But she knew how much she was asking of him. Especially now, when she knew how he still felt about Mecjoria.
‘Please listen!’
But his face was armoured against her, his eyes hooded, and she felt that every look she turned on him, every word she spoke, simply bounced off his thick skin like a pebble off an elephant’s hide.
‘Please?’ he echoed sardonically, his mouth twisting on the word as he turned it into a cruelly derisory echoing of her tone. ‘I didn’t even realise that you knew that word. Please what, Sweetheart?’
‘You don’t want to know.’
Bleak honesty made her admit it. She could read it in his face, in the cruel opacity of those coal-black eyes. There wasn’t the faintest sign of softening in his expression or any of the lines around his nose and mouth. How could he take a gentle word like ‘sweetheart’ and turn it into something hateful and vile with just his tone?

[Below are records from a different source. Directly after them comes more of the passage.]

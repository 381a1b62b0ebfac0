//! Scenario definitions - named, ordered sequences of simulated steps.

use crate::decision::DecisionDraft;
use crate::error::StepExecutionError;
use serde::{Deserialize, Serialize};
use std::sync::Arc;
use treasury_env::{AgentId, RunId};

/// Status of a single step within a run.
#[derive(Debug, Clone, Copy, PartialEq, Eq, Serialize, Deserialize)]
#[serde(rename_all = "lowercase")]
pub enum StepStatus {
    Pending,
    Running,
    Completed,
    Failed,
}

/// Terminal result of a scenario run.
#[derive(Debug, Clone, PartialEq, Eq, Serialize, Deserialize)]
#[serde(tag = "status", rename_all = "lowercase")]
pub enum RunOutcome {
    /// Every step completed
    Completed,
    /// `stop()` was requested; steps from `at_step` on never completed
    Aborted { at_step: usize },
    /// A step failed and the run halted
    Failed { step_id: String, reason: String },
}

impl RunOutcome {
    pub fn phase(&self) -> RunPhase {
        match self {
            RunOutcome::Completed => RunPhase::Completed,
            RunOutcome::Aborted { .. } => RunPhase::Aborted,
            RunOutcome::Failed { .. } => RunPhase::Failed,
        }
    }

    pub fn is_failure(&self) -> bool {
        matches!(self, RunOutcome::Failed { .. })
    }
}

/// Coarse state of the runner.
#[derive(Debug, Clone, Copy, PartialEq, Eq, Serialize, Deserialize)]
#[serde(rename_all = "lowercase")]
pub enum RunPhase {
    Idle,
    Running,
    Completed,
    Aborted,
    Failed,
}

/// Pure function from step id to the step's result payload.
pub type StepResolver =
    Arc<dyn Fn(&str) -> Result<serde_json::Value, StepExecutionError> + Send + Sync>;

/// What a step does once its simulated duration has elapsed.
#[derive(Clone)]
pub enum StepAction {
    /// Compute the result from the step id
    Compute(StepResolver),

    /// Record a decision on behalf of an agent; the stored decision is the result
    Decision { agent_id: AgentId, draft: DecisionDraft },
}

impl std::fmt::Debug for StepAction {
    fn fmt(&self, f: &mut std::fmt::Formatter<'_>) -> std::fmt::Result {
        match self {
            StepAction::Compute(_) => f.write_str("Compute(..)"),
            StepAction::Decision { agent_id, draft } => f
                .debug_struct("Decision")
                .field("agent_id", agent_id)
                .field("action", &draft.action)
                .finish(),
        }
    }
}

/// One step of a scenario.
#[derive(Debug, Clone, Serialize)]
#[serde(rename_all = "camelCase")]
pub struct ScenarioStep {
    pub id: String,
    pub title: String,
    pub description: String,
    pub simulated_duration_ms: u64,
    pub status: StepStatus,
    pub result: Option<serde_json::Value>,
    #[serde(skip)]
    pub action: StepAction,
}

impl ScenarioStep {
    /// Creates a pending step whose result is `{"stepId": id, "ok": true}`.
    pub fn new(
        id: impl Into<String>,
        title: impl Into<String>,
        description: impl Into<String>,
        simulated_duration_ms: u64,
    ) -> Self {
        Self {
            id: id.into(),
            title: title.into(),
            description: description.into(),
            simulated_duration_ms,
            status: StepStatus::Pending,
            result: None,
            action: StepAction::Compute(Arc::new(|step_id| {
                Ok(serde_json::json!({ "stepId": step_id, "ok": true }))
            })),
        }
    }

    /// Uses a fixed result payload.
    pub fn with_result(mut self, result: serde_json::Value) -> Self {
        self.action = StepAction::Compute(Arc::new(move |_| Ok(result.clone())));
        self
    }

    /// Computes the result with `resolver`.
    pub fn with_resolver<F>(mut self, resolver: F) -> Self
    where
        F: Fn(&str) -> Result<serde_json::Value, StepExecutionError> + Send + Sync + 'static,
    {
        self.action = StepAction::Compute(Arc::new(resolver));
        self
    }

    /// Makes this a decision step for `agent_id`.
    pub fn with_decision(mut self, agent_id: AgentId, draft: DecisionDraft) -> Self {
        self.action = StepAction::Decision { agent_id, draft };
        self
    }

    fn reset(&mut self) {
        self.status = StepStatus::Pending;
        self.result = None;
    }
}

/// A named, ordered list of steps. Insertion order is execution order.
#[derive(Debug, Clone, Serialize)]
#[serde(rename_all = "camelCase")]
pub struct Scenario {
    pub id: String,
    pub title: String,
    pub description: String,
    pub steps: Vec<ScenarioStep>,
}

impl Scenario {
    pub fn new(id: impl Into<String>, title: impl Into<String>) -> Self {
        Self {
            id: id.into(),
            title: title.into(),
            description: String::new(),
            steps: Vec::new(),
        }
    }

    pub fn with_description(mut self, description: impl Into<String>) -> Self {
        self.description = description.into();
        self
    }

    /// Appends a step.
    pub fn step(mut self, step: ScenarioStep) -> Self {
        self.steps.push(step);
        self
    }

    /// Returns every step to Pending and clears results.
    pub fn reset(&mut self) {
        for step in &mut self.steps {
            step.reset();
        }
    }

    /// Sum of simulated step durations.
    pub fn total_duration_ms(&self) -> u64 {
        self.steps.iter().map(|s| s.simulated_duration_ms).sum()
    }
}

/// Read-only view of the runner.
#[derive(Debug, Clone, Serialize)]
#[serde(rename_all = "camelCase")]
pub struct ScenarioStatus {
    pub run_id: Option<RunId>,
    pub scenario_id: Option<String>,
    pub current_step_index: usize,
    pub phase: RunPhase,
    pub steps: Vec<ScenarioStep>,
}

impl ScenarioStatus {
    pub fn idle() -> Self {
        Self {
            run_id: None,
            scenario_id: None,
            current_step_index: 0,
            phase: RunPhase::Idle,
            steps: Vec::new(),
        }
    }

    /// Share of completed steps, in [0, 1].
    pub fn progress(&self) -> f64 {
        if self.steps.is_empty() {
            return 0.0;
        }
        let done = self
            .steps
            .iter()
            .filter(|s| s.status == StepStatus::Completed)
            .count();
        done as f64 / self.steps.len() as f64
    }
}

‘Oh, but I do,’ Alexei drawled, folding his arms across his broad chest and lounging back against the wall, one foot hooked round the base of the door so as to keep it open and so making it plain that he was still waiting—expecting her to leave. ‘I’d love to know just what you’ve come looking for.’
‘Really?’
Unexpected hope kicked hard in her heart. Had she got this all wrong, read him completely the wrong way round?
‘Really,’ he echoed sardonically. ‘It’s fascinating to see the tables turned. Remember how I once asked you for just one thing?’
He’d asked her to help him, and his mother. Asked her to talk to her father, plead with him to at least let them have something to live on, some part of his father’s vast fortune that the state had confiscated, leaving Alexei and his mother penniless as well as homeless. And not knowing the truth, not understanding the machinations of the plotters, or how sick his mother actually was, she had seen him as a threat and sided with her father.
‘I made a mistake …’ she managed. She’d known that her father was ruthless, ambitious, but she had never really believed that he would lie through his teeth, that he would manipulate an innocent woman and her son.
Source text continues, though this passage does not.